/// Server error types
use axum::{
    http::StatusCode,
    response::{IntoResponse, Response},
    Json,
};
use libra_core::LibraError;
use serde_json::json;
use thiserror::Error;

pub type Result<T> = std::result::Result<T, ServerError>;

#[derive(Debug, Error)]
pub enum ServerError {
    #[error("{0}")]
    BadRequest(String),

    #[error("{0}")]
    Unauthenticated(String),

    #[error("{0}")]
    Forbidden(String),

    #[error("{0}")]
    NotFound(String),

    #[error("Configuration error: {0}")]
    Config(String),

    #[error("Internal server error: {0}")]
    Internal(String),

    #[error(transparent)]
    Libra(#[from] LibraError),

    #[error("IO error: {0}")]
    Io(#[from] std::io::Error),

    #[error("JWT error: {0}")]
    Jwt(#[from] jsonwebtoken::errors::Error),

    #[error("Bcrypt error: {0}")]
    Bcrypt(#[from] bcrypt::BcryptError),
}

impl From<libra_storage::StorageError> for ServerError {
    fn from(err: libra_storage::StorageError) -> Self {
        ServerError::Libra(err.into())
    }
}

impl ServerError {
    /// Status and client-facing message; internal detail is logged, not returned
    fn status_and_message(&self) -> (StatusCode, String) {
        match self {
            ServerError::BadRequest(msg) => (StatusCode::BAD_REQUEST, msg.clone()),
            ServerError::Unauthenticated(msg) => (StatusCode::UNAUTHORIZED, msg.clone()),
            ServerError::Forbidden(msg) => (StatusCode::FORBIDDEN, msg.clone()),
            ServerError::NotFound(msg) => (StatusCode::NOT_FOUND, msg.clone()),
            ServerError::Libra(err) => libra_status(err),
            ServerError::Jwt(e) => {
                tracing::debug!("JWT rejected: {:?}", e);
                (StatusCode::UNAUTHORIZED, "Invalid or expired JWT".to_string())
            }
            ServerError::Config(msg) => {
                tracing::error!("Config error: {}", msg);
                (
                    StatusCode::INTERNAL_SERVER_ERROR,
                    "Configuration error".to_string(),
                )
            }
            ServerError::Internal(msg) => {
                tracing::error!("Internal error: {}", msg);
                (
                    StatusCode::INTERNAL_SERVER_ERROR,
                    "Internal server error".to_string(),
                )
            }
            ServerError::Io(e) => {
                tracing::error!("IO error: {:?}", e);
                (StatusCode::INTERNAL_SERVER_ERROR, "IO error".to_string())
            }
            ServerError::Bcrypt(e) => {
                tracing::error!("Bcrypt error: {:?}", e);
                (
                    StatusCode::INTERNAL_SERVER_ERROR,
                    "Password error".to_string(),
                )
            }
        }
    }
}

fn libra_status(err: &LibraError) -> (StatusCode, String) {
    match err {
        LibraError::NotFound { .. } => (StatusCode::NOT_FOUND, err.to_string()),
        LibraError::Duplicate(_) | LibraError::InvalidInput(_) | LibraError::InvalidSource(_) => {
            (StatusCode::BAD_REQUEST, err.to_string())
        }
        LibraError::UnsupportedMediaType(_) | LibraError::UnsupportedSourceType(_) => {
            (StatusCode::UNSUPPORTED_MEDIA_TYPE, err.to_string())
        }
        LibraError::Invalidated => (StatusCode::UNAUTHORIZED, "Token invalidated".to_string()),
        LibraError::Unauthenticated(msg) => (StatusCode::UNAUTHORIZED, msg.clone()),
        LibraError::Unauthorized(msg) => (StatusCode::FORBIDDEN, msg.clone()),
        LibraError::Source { .. } => {
            tracing::error!("Source error: {}", err);
            (
                StatusCode::INTERNAL_SERVER_ERROR,
                "Source error".to_string(),
            )
        }
        LibraError::Backend(_) | LibraError::BackendUnavailable(_) => {
            tracing::error!("Database error: {}", err);
            (
                StatusCode::INTERNAL_SERVER_ERROR,
                "Database error".to_string(),
            )
        }
        LibraError::Io(_) | LibraError::Serialization(_) => {
            tracing::error!("Internal error: {}", err);
            (
                StatusCode::INTERNAL_SERVER_ERROR,
                "Internal server error".to_string(),
            )
        }
    }
}

impl IntoResponse for ServerError {
    fn into_response(self) -> Response {
        let (status, error_message) = self.status_and_message();

        let body = Json(json!({
            "error": error_message,
        }));

        (status, body).into_response()
    }
}

#[cfg(test)]
mod tests {
    use super::*;

    #[test]
    fn maps_catalog_kinds_to_statuses() {
        let cases = [
            (LibraError::not_found("track", "t1"), StatusCode::NOT_FOUND),
            (LibraError::Duplicate("user".into()), StatusCode::BAD_REQUEST),
            (LibraError::invalid_input("bad"), StatusCode::BAD_REQUEST),
            (
                LibraError::UnsupportedMediaType("album".into()),
                StatusCode::UNSUPPORTED_MEDIA_TYPE,
            ),
            (LibraError::Invalidated, StatusCode::UNAUTHORIZED),
            (LibraError::Unauthorized("no".into()), StatusCode::FORBIDDEN),
            (LibraError::Backend("boom".into()), StatusCode::INTERNAL_SERVER_ERROR),
        ];

        for (err, expected) in cases {
            let response = ServerError::from(err).into_response();
            assert_eq!(response.status(), expected);
        }
    }

    #[test]
    fn hides_backend_detail() {
        let (_, message) =
            ServerError::from(LibraError::Backend("password=hunter2".into())).status_and_message();
        assert_eq!(message, "Database error");
    }
}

****************

[The problem]
Each entry is to be written out exactly as it was given.

[Answer to this task]
/// Server error types
use axum::{
    http::StatusCode,
    response::{IntoResponse, Response},
    Json,
};
use libra_core::LibraError;
use serde_json::json;
use thiserror::Error;

pub type Result<T> = std::result::Result<T, ServerError>;

#[derive(Debug, Error)]
pub enum ServerError {
    #[error("{0}")]
    BadRequest(String),

    #[error("{0}")]
    Unauthenticated(String),

    #[error("{0}")]
    Forbidden(String),

    #[error("{0}")]
    NotFound(String),

    #[error("Configuration error: {0}")]
    Config(String),

    #[error("Internal server error: {0}")]
    Internal(String),

    #[error(transparent)]
    Libra(#[from] LibraError),

    #[error("IO error: {0}")]
    Io(#[from] std::io::Error),

    #[error("JWT error: {0}")]
    Jwt(#[from] jsonwebtoken::errors::Error),

    #[error("Bcrypt error: {0}")]
    Bcrypt(#[from] bcrypt::BcryptError),
}

impl From<libra_storage::StorageError> for ServerError {
    fn from(err: libra_storage::StorageError) -> Self {
        ServerError::Libra(err.into())
    }
}

impl ServerError {
    /// Status and client-facing message; internal detail is logged, not returned
    fn status_and_message(&self) -> (StatusCode, String) {
        match self {
            ServerError::BadRequest(msg) => (StatusCode::BAD_REQUEST, msg.clone()),
            ServerError::Unauthenticated(msg) => (StatusCode::UNAUTHORIZED, msg.clone()),
            ServerError::Forbidden(msg) => (StatusCode::FORBIDDEN, msg.clone()),
            ServerError::NotFound(msg) => (StatusCode::NOT_FOUND, msg.clone()),
            ServerError::Libra(err) => libra_status(err),
            ServerError::Jwt(e) => {
                tracing::debug!("JWT rejected: {:?}", e);
                (StatusCode::UNAUTHORIZED, "Invalid or expired JWT".to_string())
            }
            ServerError::Config(msg) => {
                tracing::error!("Config error: {}", msg);
                (
                    StatusCode::INTERNAL_SERVER_ERROR,
                    "Configuration error".to_string(),
                )
            }
            ServerError::Internal(msg) => {
                tracing::error!("Internal error: {}", msg);
                (
                    StatusCode::INTERNAL_SERVER_ERROR,
                    "Internal server error".to_string(),
                )
            }
            ServerError::Io(e) => {
                tracing::error!("IO error: {:?}", e);
                (StatusCode::INTERNAL_SERVER_ERROR, "IO error".to_string())
            }
            ServerError::Bcrypt(e) => {
                tracing::error!("Bcrypt error: {:?}", e);
                (
                    StatusCode::INTERNAL_SERVER_ERROR,
                    "Password error".to_string(),
                )
            }
        }
    }
}

fn libra_status(err: &LibraError) -> (StatusCode, String) {
    match err {
        LibraError::NotFound { .. } => (StatusCode::NOT_FOUND, err.to_string()),
        LibraError::Duplicate(_) | LibraError::InvalidInput(_) | LibraError::InvalidSource(_) => {
            (StatusCode::BAD_REQUEST, err.to_string())
        }
        LibraError::UnsupportedMediaType(_) | LibraError::UnsupportedSourceType(_) => {
            (StatusCode::UNSUPPORTED_MEDIA_TYPE, err.to_string())
        }
        LibraError::Invalidated => (StatusCode::UNAUTHORIZED, "Token invalidated".to_string()),
        LibraError::Unauthenticated(msg) => (StatusCode::UNAUTHORIZED, msg.clone()),
        LibraError::Unauthorized(msg) => (StatusCode::FORBIDDEN, msg.clone()),
        LibraError::Source { .. } => {
            tracing::error!("Source error: {}", err);
            (
                StatusCode::INTERNAL_SERVER_ERROR,
                "Source error".to_string(),
            )
        }
        LibraError::Backend(_) | LibraError::BackendUnavailable(_) => {
            tracing::error!("Database error: {}", err);
            (
                StatusCode::INTERNAL_SERVER_ERROR,
                "Database error".to_string(),
            )
        }
        LibraError::Io(_) | LibraError::Serialization(_) => {
            tracing::error!("Internal error: {}", err);
            (
                StatusCode::INTERNAL_SERVER_ERROR,
                "Internal server error".to_string(),
            )
        }
    }
}

impl IntoResponse for ServerError {
    fn into_response(self) -> Response {
        let (status, error_message) = self.status_and_message();

        let body = Json(json!({
            "error": error_message,
        }));

        (status, body).into_response()
    }
}

#[cfg(test)]
mod tests {
    use super::*;

    #[test]
    fn maps_catalog_kinds_to_statuses() {
        let cases = [
            (LibraError::not_found("track", "t1"), StatusCode::NOT_FOUND),
            (LibraError::Duplicate("user".into()), StatusCode::BAD_REQUEST),
            (LibraError::invalid_input("bad"), StatusCode::BAD_REQUEST),
            (
                LibraError::UnsupportedMediaType("album".into()),
                StatusCode::UNSUPPORTED_MEDIA_TYPE,
            ),
            (LibraError::Invalidated, StatusCode::UNAUTHORIZED),
            (LibraError::Unauthorized("no".into()), StatusCode::FORBIDDEN),
            (LibraError::Backend("boom".into()), StatusCode::INTERNAL_SERVER_ERROR),
        ];

        for (err, expected) in cases {
            let response = ServerError::from(err).into_response();
            assert_eq!(response.status(), expected);
        }
    }

    #[test]
    fn hides_backend_detail() {
        let (_, message) =
            ServerError::from(LibraError::Backend("password=hunter2".into())).status_and_message();
        assert_eq!(message, "Database error");
    }
}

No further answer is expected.